Providing a future
Top of the Table Annual Meeting charity partner provides kids with opportunities and options.
Is there anything that Peter Baines — who founded a successful organization to support Thai children; helped identify thousands of dead bodies as a crisis-response forensic investigator; worked in Interpol’s counterterrorism unit combating chemical, biological, radiological and nuclear threats; and ran the equivalent of 33 marathons in 26 days to raise funds and awareness for the 20-year anniversary of the 2004 Boxing Day tsunami that claimed more than 225,000 lives across a dozen countries along the Indian Ocean — can’t do?
Yes, he says. Have patience for people who make excuses.
“There’s nothing special about what I’ve done,” said Baines, the founder of Top of the Table Annual Meeting charity partner Hands Across the Water. “Ordinary people can do extraordinary things simply by making a commitment and refusing to quit.”
Baines’ success stems simply from trying to help, and then not stopping or giving up.
In 2005, Baines was working as a forensic investigator in Thailand eight months after the tsunami and met a group of kids who had lost their families in the disaster and were living in tents. Having “seen and witnessed those left behind” throughout his career, he planned to spend 12 months trying to raise money and change the way the kids spent each night. A year later, Hands opened its first home, and Baines, who previously planned to return to his life in Australia, now was confronted with questions about who would continue supporting the 34 kids in the home, who would pay the staff and who else could be helped.
“I can’t change what’s happened, the fact that kids have lost parents or homes, but I thought it was in my capacity to change what happened next,” he said. “When I drove away from opening the first home, I realized the job wasn’t done. It had just started.”
Nearly 20 years later, the organization has raised over $30 million Australian, cared for several hundred children in seven homes across Thailand and had 47 of its alumni graduate from university.
Who
Hands Across the Water supports three categories of kids: those referred by a hospital or social welfare agency who have no parents or relatives to take care of them; those whose relatives cannot care for them due to substance abuse, criminal issues, health challenges or otherwise; and those who have been removed from their homes by police or a welfare agency due to a threat of harm or abuse.
How kids assimilate into a Hands home depends on their age and prior circumstances. Regardless, Baines says the kids look after and support each other, particularly older kids treating younger ones like siblings. “They pick them up when they fall down and play with them,” he said. “It’s like a big family.”
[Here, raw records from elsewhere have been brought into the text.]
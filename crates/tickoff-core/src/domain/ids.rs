//! Domain identifiers (strongly-typed IDs).
//!
//! # ULID ベースの ID + Phantom type
//! Todo の ID は ULID (Universally Unique Lexicographically Sortable Identifier)。
//! `Id<T>` で共通実装を持ち、`T` はコンパイル時だけのマーカー型です。
//!
//! - 時刻でソート可能（生成順 = 作成順）
//! - 調整なしで生成可能
//! - 128-bit（UUID と同サイズ）
//!
//! User の ID は外部の認証レイヤーが発行する数値なので、ULID ではなく
//! `UserId(u64)` の newtype にしています。

use serde::{Deserialize, Serialize};
use std::fmt;
use std::marker::PhantomData;
use std::str::FromStr;
use ulid::Ulid;

/// IdMarker は各 ID 型のマーカー trait
///
/// Display で使うプレフィックス（"todo-" など）を提供します。
pub trait IdMarker: Send + Sync + 'static {
    fn prefix() -> &'static str;
}

/// ジェネリック ID 型
///
/// `T` は PhantomData なので実行時のメモリは消費しません。
#[repr(transparent)]
#[derive(Debug, Clone, Copy, PartialEq, Eq, Hash, PartialOrd, Ord, Serialize, Deserialize)]
#[serde(transparent)]
pub struct Id<T: IdMarker> {
    ulid: Ulid,
    #[serde(skip)]
    _marker: PhantomData<T>,
}

impl<T: IdMarker> Id<T> {
    pub fn from_ulid(ulid: Ulid) -> Self {
        Self {
            ulid,
            _marker: PhantomData,
        }
    }

    pub fn as_ulid(&self) -> Ulid {
        self.ulid
    }
}

impl<T: IdMarker> From<Ulid> for Id<T> {
    fn from(ulid: Ulid) -> Self {
        Self::from_ulid(ulid)
    }
}

impl<T: IdMarker> fmt::Display for Id<T> {
    fn fmt(&self, f: &mut fmt::Formatter<'_>) -> fmt::Result {
        write!(f, "{}{}", T::prefix(), self.ulid)
    }
}

/// Parses both the prefixed display form (`todo-01H...`) and a bare ULID.
impl<T: IdMarker> FromStr for Id<T> {
    type Err = ulid::DecodeError;

    fn from_str(s: &str) -> Result<Self, Self::Err> {
        let raw = s.strip_prefix(T::prefix()).unwrap_or(s);
        Ulid::from_string(raw).map(Self::from_ulid)
    }
}

/// Todo のマーカー型
#[derive(Debug, Clone, Copy, PartialEq, Eq, Hash, PartialOrd, Ord)]
pub enum TodoMarker {}

impl IdMarker for TodoMarker {
    fn prefix() -> &'static str {
        "todo-"
    }
}

/// Identifier of a todo item (also the payload of a completion job).
pub type TodoId = Id<TodoMarker>;

/// Identifier of the user who owns a todo.
#[derive(Debug, Clone, Copy, PartialEq, Eq, Hash, PartialOrd, Ord, Serialize, Deserialize)]
#[serde(transparent)]
pub struct UserId(u64);

impl UserId {
    pub const fn new(value: u64) -> Self {
        Self(value)
    }

    pub fn get(self) -> u64 {
        self.0
    }
}

impl fmt::Display for UserId {
    fn fmt(&self, f: &mut fmt::Formatter<'_>) -> fmt::Result {
        write!(f, "user-{}", self.0)
    }
}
There is no age minimum, and while no one is ever told to leave, Baines says age 18 is the time many feel ready to leave for school or work opportunities and to spend more time with people their age. While some kids live in the organization’s facilities for a short time, many stay long term.
How
Hands’ smallest home has 20 kids, and its largest has 100, with locations run by more than 60 Thai staff members. All kids have their own bed (boys and girls are separated into different buildings) in shared, dormitory-style facilities and enjoy meals together, with everyone contributing to chores. All kids attend school off-site and can participate in additional activities like a hydroponic program in which kids can grow vegetables to sell at the market, earn money, and learn independence and financial management. Kids also can work on fish farms, participate in cultural and community activities, and devote time to spiritual priorities.
“Visitors to the homes are genuinely surprised at how happy the kids are,” Baines said, citing brightly colored beds, soccer fields, music and more. “They might have a picture in their mind of malnourished, unhealthy kids in sad, depressing conditions, but these kids have rich lives in a happy place.”
For kids who prefer not to go to university, Hands is working on developing a training center for tourism and hospitality jobs as well as an agricultural learning center to develop experience and skills in that field. Both projects will be commercially viable to generate income and provide training that meets community needs, Baines says.
Looking ahead
Whether or not you attend the Top of the Table Annual Meeting, you can learn more about Hands Across the Water at handsacrossthewater.org.au. You’ll find information about how Baines believes in providing value to supporters and the benefits of being involved. For example, 73% of participants in the charity’s annual 800-kilometer bike rides (100 km per day for eight days) return for another race and remain involved.
Being motivated to push forward is important to Baines. Consider his remarkable, multi-marathon fundraising effort in 26 days, which he calls the best experience he’s ever had. It’s not that he was a runner (he previously completed just one marathon). It’s that he’s committed to and remembers that there is more work to be done. There are as many kids under 3 at Hands now as there have ever been, and they all have the possibility for a brighter future.
That’s exemplified beautifully by Game, a young man who came to Hands not long after the 2004 tsunami. With the organization’s support, he completed his law degree and after earning a master’s degree and doctorate in psychology became director of the Hands home where he grew up.
“We create opportunities so that kids can be members of society and have meaningful jobs,” Baines said, “and not need support moving forward.”